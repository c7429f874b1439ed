//! Stateful wrapper around a single element.

use crate::assembler;
use crate::element::ElementDescriptor;
use crate::error::ElementInstanceProviderError;
use crate::graph::DependencyGraph;
use crate::instance_provider::ElementInstanceAnyPtr;
use crate::registry::ElementRegistry;
use crate::scope::{Scope, ScopedInstance};
use tracing::debug;

/// Owns an [ElementDescriptor] and the instance storage required by its scope. All instance
/// requests for the element go through its context.
#[derive(Debug)]
pub struct ElementContext {
    descriptor: ElementDescriptor,
    instance: ScopedInstance,
}

impl ElementContext {
    pub fn new(descriptor: ElementDescriptor) -> Self {
        let instance = ScopedInstance::new(descriptor.scope);
        Self {
            descriptor,
            instance,
        }
    }

    #[inline]
    pub fn descriptor(&self) -> &ElementDescriptor {
        &self.descriptor
    }

    #[inline]
    pub fn name(&self) -> &str {
        &self.descriptor.name
    }

    /// Checks if a singleton instance has already been created.
    #[inline]
    pub fn has_instance(&self) -> bool {
        self.instance.cached().is_some()
    }

    /// Returns an instance of this element. An existing singleton instance is returned without
    /// any resolution work. Otherwise, a new instance is assembled using `graph`, which should be
    /// the graph of the resolution in progress, then post-processed and stored if it's a
    /// singleton. Nothing is stored on failure.
    pub fn request_instance(
        &self,
        registry: &ElementRegistry,
        graph: &mut DependencyGraph,
    ) -> Result<ElementInstanceAnyPtr, ElementInstanceProviderError> {
        if let Some(instance) = self.instance.cached() {
            return Ok(instance);
        }

        let tracker = registry.construction_tracker();
        self.instance.get_or_create(tracker, self.name(), || {
            debug!(
                name = self.name(),
                scope = %self.descriptor.scope,
                "Creating new element instance."
            );

            let instance = assembler::assemble(self, registry, graph)?;
            registry
                .post_processors()
                .post_process(self, &instance, registry, graph)?;

            Ok(instance)
        })
    }

    /// Eagerly creates a singleton instance, if not created yet. Does nothing for prototypes.
    pub fn initialize(
        &self,
        registry: &ElementRegistry,
    ) -> Result<(), ElementInstanceProviderError> {
        if self.descriptor.scope != Scope::Singleton || self.has_instance() {
            return Ok(());
        }

        debug!(name = self.name(), "Initializing singleton element.");

        self.request_instance(registry, &mut DependencyGraph::empty())
            .map(|_| ())
    }
}
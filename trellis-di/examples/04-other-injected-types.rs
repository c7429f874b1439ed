// note: this example assumes you've analyzed the previous one

use std::collections::HashMap;
use trellis_di::alias_cast;
use trellis_di::element::{ElementSeed, ElementSource};
use trellis_di::instance_provider::{ElementInstancePtr, TypedElementInstanceProvider};
use trellis_di::registry::ElementRegistryBuilder;

trait Plugin {
    fn name(&self) -> &'static str;
}

struct FirstPlugin;

impl Plugin for FirstPlugin {
    fn name(&self) -> &'static str {
        "first"
    }
}

struct SecondPlugin;

impl Plugin for SecondPlugin {
    fn name(&self) -> &'static str {
        "second"
    }
}

trait Missing {}

struct TestElement {
    // all elements assignable to dyn Plugin, ordered by priority
    all: Vec<ElementInstancePtr<dyn Plugin + Send + Sync>>,
    // all elements assignable to dyn Plugin, keyed by element name
    by_name: HashMap<String, ElementInstancePtr<dyn Plugin + Send + Sync>>,
    // an optional dependency is None when nothing can be injected
    missing: Option<ElementInstancePtr<dyn Missing + Send + Sync>>,
}

fn main() {
    let registry = ElementRegistryBuilder::default()
        .with_element(
            ElementSeed::new("first_plugin"),
            ElementSource::constructor(|_| Ok(FirstPlugin))
                .with_alias::<dyn Plugin + Send + Sync>(
                    alias_cast!(FirstPlugin => dyn Plugin + Send + Sync),
                ),
        )
        .with_element(
            // higher priority elements come first in collections
            ElementSeed::new("second_plugin").with_priority(10),
            ElementSource::constructor(|_| Ok(SecondPlugin))
                .with_alias::<dyn Plugin + Send + Sync>(
                    alias_cast!(SecondPlugin => dyn Plugin + Send + Sync),
                ),
        )
        .with_element(
            ElementSeed::new("test_element"),
            ElementSource::constructor(|arguments| {
                Ok(TestElement {
                    all: arguments.take()?,
                    by_name: arguments.take()?,
                    missing: arguments.take()?,
                })
            })
            .with_parameter::<Vec<ElementInstancePtr<dyn Plugin + Send + Sync>>>()
            .with_parameter::<HashMap<String, ElementInstancePtr<dyn Plugin + Send + Sync>>>()
            .with_parameter::<Option<ElementInstancePtr<dyn Missing + Send + Sync>>>(),
        )
        .build()
        .expect("error building ElementRegistry");

    let element = registry
        .primary_instance_typed::<TestElement>()
        .expect("error creating TestElement");

    // prints "second" "first"
    for plugin in &element.all {
        println!("{}", plugin.name());
    }

    // prints "first"
    println!("{}", element.by_name["first_plugin"].name());

    // prints "true"
    println!("{}", element.missing.is_none());
}
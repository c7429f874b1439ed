//! Strategies for turning a [DependencyDefinition] into a [ResolvedDependency].
//!
//! Resolvers form an ordered chain and the first one which applies to a given definition wins.
//! The built-in order is:
//!
//! 1. [NamedResolver] - definitions with an explicit element name
//! 2. custom resolvers registered on the
//! [ElementRegistryBuilder](crate::registry::ElementRegistryBuilder)
//! 3. [CollectionResolver], [OptionalResolver] and [MapResolver] - special shapes
//! 4. [TypeResolver] - a single instance looked up by type
//!
//! Before requesting an instance of another element, resolvers register the dependency in the
//! [DependencyGraph] of the current resolution, which detects cycles before they recurse.

use crate::context::ElementContext;
use crate::dependency::{DependencyDefinition, DependencyShape, ResolvedDependency};
use crate::error::ElementInstanceProviderError;
use crate::graph::DependencyGraph;
use crate::instance_provider::InjectedInstance;
use crate::registry::ElementRegistry;
use crate::type_descriptor::TypeDescriptor;
use itertools::Itertools;
#[cfg(test)]
use mockall::automock;
use std::cmp::Reverse;
use tracing::trace;

pub type DependencyResolverPtr = Box<dyn DependencyResolver + Send + Sync>;

/// Single strategy of resolving dependencies.
#[cfg_attr(test, automock)]
pub trait DependencyResolver {
    /// Resolves `definition` required by `requesting`. Returns `None` if this resolver doesn't
    /// handle the given definition, so the next one in the chain can be tried.
    fn resolve(
        &self,
        definition: &DependencyDefinition,
        requesting: &ElementContext,
        registry: &ElementRegistry,
        graph: &mut DependencyGraph,
    ) -> Option<Result<ResolvedDependency, ElementInstanceProviderError>>;
}

/// Requests an instance of `found` on behalf of `requesting` and casts it to `required`.
pub fn request_dependency(
    requesting: &ElementContext,
    found: &ElementContext,
    required: TypeDescriptor,
    registry: &ElementRegistry,
    graph: &mut DependencyGraph,
) -> Result<InjectedInstance, ElementInstanceProviderError> {
    let cast = found.descriptor().cast_for(required).ok_or_else(|| {
        ElementInstanceProviderError::IncompatibleElement {
            name: found.name().to_string(),
            required: required.name().to_string(),
        }
    })?;

    graph.add_dependency(requesting.name(), found.name())?;

    let instance = found.request_instance(registry, graph)?;
    InjectedInstance::new(found.name(), required, instance, cast)
}

fn request_all(
    requesting: &ElementContext,
    found: &[&ElementContext],
    required: TypeDescriptor,
    registry: &ElementRegistry,
    graph: &mut DependencyGraph,
) -> Result<Vec<InjectedInstance>, ElementInstanceProviderError> {
    found
        .iter()
        .map(|context| request_dependency(requesting, context, required, registry, graph))
        .try_collect()
}

/// Resolves definitions with an explicit element name. The instance is wrapped in whatever shape
/// was requested.
#[derive(Clone, Copy, Default, Debug)]
pub struct NamedResolver;

impl DependencyResolver for NamedResolver {
    fn resolve(
        &self,
        definition: &DependencyDefinition,
        requesting: &ElementContext,
        registry: &ElementRegistry,
        graph: &mut DependencyGraph,
    ) -> Option<Result<ResolvedDependency, ElementInstanceProviderError>> {
        let name = definition.explicit_name.as_deref()?;

        trace!(name, requesting = requesting.name(), "Resolving named dependency.");

        Some(
            registry
                .context_by_name(name)
                .ok_or_else(|| ElementInstanceProviderError::NoNamedInstance(name.to_string()))
                .and_then(|found| {
                    request_dependency(
                        requesting,
                        found,
                        definition.required_type,
                        registry,
                        graph,
                    )
                })
                .map(|instance| ResolvedDependency::shaped(instance, definition.shape)),
        )
    }
}

/// Resolves collections of all elements assignable to the required type, ordered by priority
/// descending. Elements with the same priority keep registration order.
#[derive(Clone, Copy, Default, Debug)]
pub struct CollectionResolver;

impl DependencyResolver for CollectionResolver {
    fn resolve(
        &self,
        definition: &DependencyDefinition,
        requesting: &ElementContext,
        registry: &ElementRegistry,
        graph: &mut DependencyGraph,
    ) -> Option<Result<ResolvedDependency, ElementInstanceProviderError>> {
        if definition.shape != DependencyShape::Collection {
            return None;
        }

        let found = registry
            .contexts_by_type(definition.required_type)
            .into_iter()
            .sorted_by_key(|context| Reverse(context.descriptor().priority))
            .collect_vec();

        Some(
            request_all(
                requesting,
                &found,
                definition.required_type,
                registry,
                graph,
            )
            .map(ResolvedDependency::Collection),
        )
    }
}

/// Resolves optional instances. Missing elements resolve to `None`, but ambiguity is still an
/// error.
#[derive(Clone, Copy, Default, Debug)]
pub struct OptionalResolver;

impl DependencyResolver for OptionalResolver {
    fn resolve(
        &self,
        definition: &DependencyDefinition,
        requesting: &ElementContext,
        registry: &ElementRegistry,
        graph: &mut DependencyGraph,
    ) -> Option<Result<ResolvedDependency, ElementInstanceProviderError>> {
        if definition.shape != DependencyShape::Optional {
            return None;
        }

        let resolved = registry
            .primary_context(definition.required_type)
            .and_then(|found| {
                found
                    .map(|found| {
                        request_dependency(
                            requesting,
                            found,
                            definition.required_type,
                            registry,
                            graph,
                        )
                    })
                    .transpose()
            })
            .map(ResolvedDependency::Optional);

        Some(resolved)
    }
}

/// Resolves maps of element name to instance for all elements assignable to the required type.
#[derive(Clone, Copy, Default, Debug)]
pub struct MapResolver;

impl DependencyResolver for MapResolver {
    fn resolve(
        &self,
        definition: &DependencyDefinition,
        requesting: &ElementContext,
        registry: &ElementRegistry,
        graph: &mut DependencyGraph,
    ) -> Option<Result<ResolvedDependency, ElementInstanceProviderError>> {
        if definition.shape != DependencyShape::Map {
            return None;
        }

        let found = registry.contexts_by_type(definition.required_type);
        Some(
            request_all(
                requesting,
                &found,
                definition.required_type,
                registry,
                graph,
            )
            .map(|instances| {
                ResolvedDependency::Map(
                    instances
                        .into_iter()
                        .map(|instance| (instance.name().to_string(), instance))
                        .collect(),
                )
            }),
        )
    }
}

/// Resolves a single instance by type: either the only assignable element or the single primary
/// one among several.
#[derive(Clone, Copy, Default, Debug)]
pub struct TypeResolver;

impl DependencyResolver for TypeResolver {
    fn resolve(
        &self,
        definition: &DependencyDefinition,
        requesting: &ElementContext,
        registry: &ElementRegistry,
        graph: &mut DependencyGraph,
    ) -> Option<Result<ResolvedDependency, ElementInstanceProviderError>> {
        let resolved = registry
            .primary_context(definition.required_type)
            .and_then(|found| {
                found.ok_or_else(|| ElementInstanceProviderError::UnresolvedDependency {
                    required: definition.required_type.name().to_string(),
                    owner: requesting.name().to_string(),
                })
            })
            .and_then(|found| {
                request_dependency(
                    requesting,
                    found,
                    definition.required_type,
                    registry,
                    graph,
                )
            })
            .map(|instance| ResolvedDependency::shaped(instance, definition.shape));

        Some(resolved)
    }
}

/// Ordered chain of [DependencyResolver]s.
pub struct ResolverChain {
    resolvers: Vec<DependencyResolverPtr>,
}

impl ResolverChain {
    /// Creates the built-in chain with `custom` resolvers placed after named lookup.
    pub fn new(custom: Vec<DependencyResolverPtr>) -> Self {
        let mut resolvers = vec![Box::new(NamedResolver) as DependencyResolverPtr];
        resolvers.extend(custom);
        resolvers.extend([
            Box::new(CollectionResolver) as DependencyResolverPtr,
            Box::new(OptionalResolver) as DependencyResolverPtr,
            Box::new(MapResolver) as DependencyResolverPtr,
            Box::new(TypeResolver) as DependencyResolverPtr,
        ]);

        Self { resolvers }
    }

    /// Resolves `definition` with the first applicable resolver.
    pub fn resolve(
        &self,
        definition: &DependencyDefinition,
        requesting: &ElementContext,
        registry: &ElementRegistry,
        graph: &mut DependencyGraph,
    ) -> Result<ResolvedDependency, ElementInstanceProviderError> {
        self.resolvers
            .iter()
            .find_map(|resolver| resolver.resolve(definition, requesting, registry, graph))
            .unwrap_or_else(|| {
                Err(ElementInstanceProviderError::UnresolvedDependency {
                    required: definition.required_type.name().to_string(),
                    owner: requesting.name().to_string(),
                })
            })
    }
}

impl Default for ResolverChain {
    fn default() -> Self {
        Self::new(vec![])
    }
}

▶ YOUR TASK: In the lines above, locate the string "definitions". Copy every line where it occurs.

▶ RESULT:
//! 1. [NamedResolver] - definitions with an explicit element name
/// Resolves definitions with an explicit element name. The instance is wrapped in whatever shape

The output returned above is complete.